[About this exercise]:
Return each line of the entries that mentions the word "long".

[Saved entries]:
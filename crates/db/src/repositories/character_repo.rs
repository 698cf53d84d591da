//! Repository for `characters`, read through their scene answers.

use spotter_core::types::DbId;
use sqlx::PgPool;

use crate::models::character::{Character, SceneCharacter};

pub struct CharacterRepo;

impl CharacterRepo {
    /// Characters hidden in one scene, ordered by name. No coordinates.
    pub async fn list_by_scene(
        pool: &PgPool,
        scene_id: DbId,
    ) -> Result<Vec<Character>, sqlx::Error> {
        sqlx::query_as::<_, Character>(
            "SELECT c.id, c.name, c.icon_url
             FROM scene_answers a
             JOIN characters c ON c.id = a.character_id
             WHERE a.scene_id = $1
             ORDER BY c.name ASC",
        )
        .bind(scene_id)
        .fetch_all(pool)
        .await
    }

    /// Rosters for every scene in one query, ordered by scene then name.
    pub async fn list_for_all_scenes(pool: &PgPool) -> Result<Vec<SceneCharacter>, sqlx::Error> {
        sqlx::query_as::<_, SceneCharacter>(
            "SELECT a.scene_id, c.id, c.name, c.icon_url
             FROM scene_answers a
             JOIN characters c ON c.id = a.character_id
             ORDER BY a.scene_id ASC, c.name ASC",
        )
        .fetch_all(pool)
        .await
    }
}
//! User entity model and DTOs.

use spotter_core::error::CoreError;
use spotter_core::identity::UserRecord;
use spotter_core::roles::Role;
use spotter_core::types::{DbId, Timestamp};
use sqlx::FromRow;

/// Full user row from the `users` table.
///
/// Contains the password hash -- NEVER serialize this to API responses directly.
#[derive(Debug, Clone, FromRow)]
pub struct User {
    pub id: DbId,
    pub email: String,
    pub name: String,
    pub password_hash: String,
    pub role: String,
    pub created_at: Timestamp,
    pub updated_at: Timestamp,
}

impl User {
    /// Convert into the identity record used by the resolver.
    ///
    /// Fails if the stored role is not a registered-user role.
    pub fn to_record(&self) -> Result<UserRecord, CoreError> {
        let role: Role = self
            .role
            .parse()
            .map_err(|_| CoreError::Internal(format!("user {} has invalid role", self.id)))?;
        if !role.is_registered() {
            return Err(CoreError::Internal(format!(
                "user {} has non-user role {role}",
                self.id
            )));
        }
        Ok(UserRecord {
            id: self.id,
            name: self.name.clone(),
            email: self.email.clone(),
            role,
        })
    }
}

/// DTO for creating a new user.
#[derive(Debug, Clone)]
pub struct CreateUser {
    pub email: String,
    pub name: String,
    pub password_hash: String,
    pub role: Role,
}
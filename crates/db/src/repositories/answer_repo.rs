//! Repository for `scene_answers`, the authoritative answer store.

use spotter_core::types::DbId;
use sqlx::PgPool;

use crate::models::answer::Answer;

pub struct AnswerRepo;

impl AnswerRepo {
    /// Look up the answer for a (scene, character) pair. At most one exists.
    pub async fn find(
        pool: &PgPool,
        scene_id: DbId,
        character_id: DbId,
    ) -> Result<Option<Answer>, sqlx::Error> {
        sqlx::query_as::<_, Answer>(
            "SELECT id, scene_id, character_id, x, y
             FROM scene_answers
             WHERE scene_id = $1 AND character_id = $2",
        )
        .bind(scene_id)
        .bind(character_id)
        .fetch_optional(pool)
        .await
    }
}
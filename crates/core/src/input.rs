//! Lenient parsing of numeric request fields.
//!
//! Browsers and scripts send ids both as JSON numbers and as strings (path
//! segments copied into bodies). Both forms are accepted as long as they
//! denote a finite value of the right shape; anything else is a
//! `Validation` error naming the field.

use serde_json::Value;

use crate::error::CoreError;

/// Parse a strictly positive integer from a JSON number or decimal string.
///
/// Integral floats such as `45000.0` are accepted; fractions, zero,
/// negatives, booleans, and non-numeric strings are not.
pub fn positive_int(value: Option<&Value>, field: &str) -> Result<i64, CoreError> {
    let invalid = || CoreError::Validation(format!("{field} must be a positive integer"));

    let parsed = match value {
        None | Some(Value::Null) => {
            return Err(CoreError::Validation(format!("{field} is required")));
        }
        Some(Value::Number(n)) => match n.as_i64() {
            Some(i) => i,
            None => {
                let f = n.as_f64().ok_or_else(invalid)?;
                if !f.is_finite() || f.fract() != 0.0 || f > i64::MAX as f64 {
                    return Err(invalid());
                }
                f as i64
            }
        },
        Some(Value::String(s)) => s.trim().parse::<i64>().map_err(|_| invalid())?,
        Some(_) => return Err(invalid()),
    };

    if parsed <= 0 {
        return Err(invalid());
    }
    Ok(parsed)
}

/// Parse a finite floating-point number from a JSON number or decimal string.
pub fn finite_number(value: Option<&Value>, field: &str) -> Result<f64, CoreError> {
    let invalid = || CoreError::Validation(format!("{field} must be a finite number"));

    let parsed = match value {
        None | Some(Value::Null) => {
            return Err(CoreError::Validation(format!("{field} is required")));
        }
        Some(Value::Number(n)) => n.as_f64().ok_or_else(invalid)?,
        Some(Value::String(s)) => s.trim().parse::<f64>().map_err(|_| invalid())?,
        Some(_) => return Err(invalid()),
    };

    if !parsed.is_finite() {
        return Err(invalid());
    }
    Ok(parsed)
}
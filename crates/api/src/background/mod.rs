//! Background tasks and scheduled jobs.
//!
//! Each submodule provides a long-running async function intended to be
//! spawned via `tokio::spawn`. All tasks accept a [`CancellationToken`]
//! for graceful shutdown.
//!
//! [`CancellationToken`]: tokio_util::sync::CancellationToken

pub mod guest_retention;
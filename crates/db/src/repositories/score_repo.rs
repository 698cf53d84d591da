//! Repository for the `scores` table.

use spotter_core::identity::IdentityKey;
use spotter_core::leaderboard::LeaderboardRow;
use spotter_core::scoring::NewScore;
use spotter_core::types::DbId;
use sqlx::PgPool;

use crate::models::score::{Score, ScoreWithPlayer};

const COLUMNS: &str = "id, scene_id, ms, user_id, guest_id, created_at";

/// Write-once score storage. There is no update or delete.
pub struct ScoreRepo;

impl ScoreRepo {
    /// Insert a score attributed to exactly one of user or guest.
    pub async fn create(pool: &PgPool, input: &NewScore) -> Result<Score, sqlx::Error> {
        let (user_id, guest_id) = input.owner.attribution_columns();
        let query = format!(
            "INSERT INTO scores (scene_id, ms, user_id, guest_id)
             VALUES ($1, $2, $3, $4)
             RETURNING {COLUMNS}"
        );
        sqlx::query_as::<_, Score>(&query)
            .bind(input.scene_id)
            .bind(input.ms)
            .bind(user_id)
            .bind(guest_id)
            .fetch_one(pool)
            .await
    }

    /// The `limit` fastest scores for a scene with their player names.
    ///
    /// Ties on `ms` are ordered by creation time, then id.
    pub async fn leaderboard(
        pool: &PgPool,
        scene_id: DbId,
        limit: i64,
    ) -> Result<Vec<LeaderboardRow>, sqlx::Error> {
        let rows = sqlx::query_as::<_, ScoreWithPlayer>(
            "SELECT s.id, s.ms, s.created_at, u.name AS user_name, g.name AS guest_name
             FROM scores s
             LEFT JOIN users u ON u.id = s.user_id
             LEFT JOIN guest_sessions g ON g.id = s.guest_id
             WHERE s.scene_id = $1
             ORDER BY s.ms ASC, s.created_at ASC, s.id ASC
             LIMIT $2",
        )
        .bind(scene_id)
        .bind(limit)
        .fetch_all(pool)
        .await?;
        Ok(rows.into_iter().map(LeaderboardRow::from).collect())
    }

    /// All scores submitted by one player, newest first.
    pub async fn list_by_owner(
        pool: &PgPool,
        owner: IdentityKey,
    ) -> Result<Vec<Score>, sqlx::Error> {
        let column = match owner {
            IdentityKey::User(_) => "user_id",
            IdentityKey::Guest(_) => "guest_id",
        };
        let query = format!(
            "SELECT {COLUMNS} FROM scores WHERE {column} = $1 ORDER BY created_at DESC, id DESC"
        );
        sqlx::query_as::<_, Score>(&query)
            .bind(owner.id())
            .fetch_all(pool)
            .await
    }

    pub async fn count_for_scene(pool: &PgPool, scene_id: DbId) -> Result<i64, sqlx::Error> {
        let (count,): (i64,) = sqlx::query_as("SELECT COUNT(*) FROM scores WHERE scene_id = $1")
            .bind(scene_id)
            .fetch_one(pool)
            .await?;
        Ok(count)
    }
}
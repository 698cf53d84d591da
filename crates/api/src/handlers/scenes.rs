//! Handlers for the `/scenes` catalog.

use std::collections::HashMap;

use axum::extract::State;
use axum::Json;
use serde::Serialize;
use spotter_core::error::CoreError;
use spotter_core::types::DbId;
use spotter_db::models::character::Character;
use spotter_db::models::scene::Scene;
use spotter_db::repositories::{CharacterRepo, SceneRepo};

use crate::error::AppResult;
use crate::extract::ApiPath;
use crate::state::AppState;

/// A scene with the characters hidden in it. Never carries coordinates.
#[derive(Debug, Serialize)]
pub struct SceneDetail {
    #[serde(flatten)]
    pub scene: Scene,
    pub characters: Vec<Character>,
}

/// GET /api/v1/scenes
pub async fn list_scenes(State(state): State<AppState>) -> AppResult<Json<Vec<SceneDetail>>> {
    let scenes = SceneRepo::list(&state.pool).await?;

    let mut rosters: HashMap<DbId, Vec<Character>> = HashMap::new();
    for sc in CharacterRepo::list_for_all_scenes(&state.pool).await? {
        rosters.entry(sc.scene_id).or_default().push(sc.into());
    }

    let details = scenes
        .into_iter()
        .map(|scene| SceneDetail {
            characters: rosters.remove(&scene.id).unwrap_or_default(),
            scene,
        })
        .collect();

    Ok(Json(details))
}

/// GET /api/v1/scenes/{id}
pub async fn get_scene(
    State(state): State<AppState>,
    ApiPath(id): ApiPath<DbId>,
) -> AppResult<Json<SceneDetail>> {
    let scene = SceneRepo::find_by_id(&state.pool, id)
        .await?
        .ok_or_else(|| CoreError::not_found("Scene", id))?;
    let characters = CharacterRepo::list_by_scene(&state.pool, id).await?;

    Ok(Json(SceneDetail { scene, characters }))
}
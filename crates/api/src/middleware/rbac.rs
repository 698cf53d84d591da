//! Role-based access control extractors.
//!
//! Each extractor wraps [`AuthIdentity`] and rejects identities whose role is
//! outside the policy.

use axum::extract::FromRequestParts;
use axum::http::request::Parts;
use spotter_core::access::AccessPolicy;
use spotter_core::identity::Identity;

use super::auth::AuthIdentity;
use crate::error::AppError;
use crate::state::AppState;

/// Requires a role that may submit scores: `USER`, `ADMIN` or `GUEST`.
/// Rejects with 403 Forbidden otherwise.
///
/// ```ignore
/// async fn submit(RequirePlayer(identity): RequirePlayer) -> AppResult<Json<()>> {
///     Ok(Json(()))
/// }
/// ```
pub struct RequirePlayer(pub Identity);

impl FromRequestParts<AppState> for RequirePlayer {
    type Rejection = AppError;

    async fn from_request_parts(
        parts: &mut Parts,
        state: &AppState,
    ) -> Result<Self, Self::Rejection> {
        let auth = AuthIdentity::from_request_parts(parts, state).await?;
        auth.authorize(AccessPolicy::PLAYERS, None)?;
        Ok(RequirePlayer(auth.0))
    }
}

[Response to the task]:
//! segments copied into bodies). Both forms are accepted as long as they
//! Each submodule provides a long-running async function intended to be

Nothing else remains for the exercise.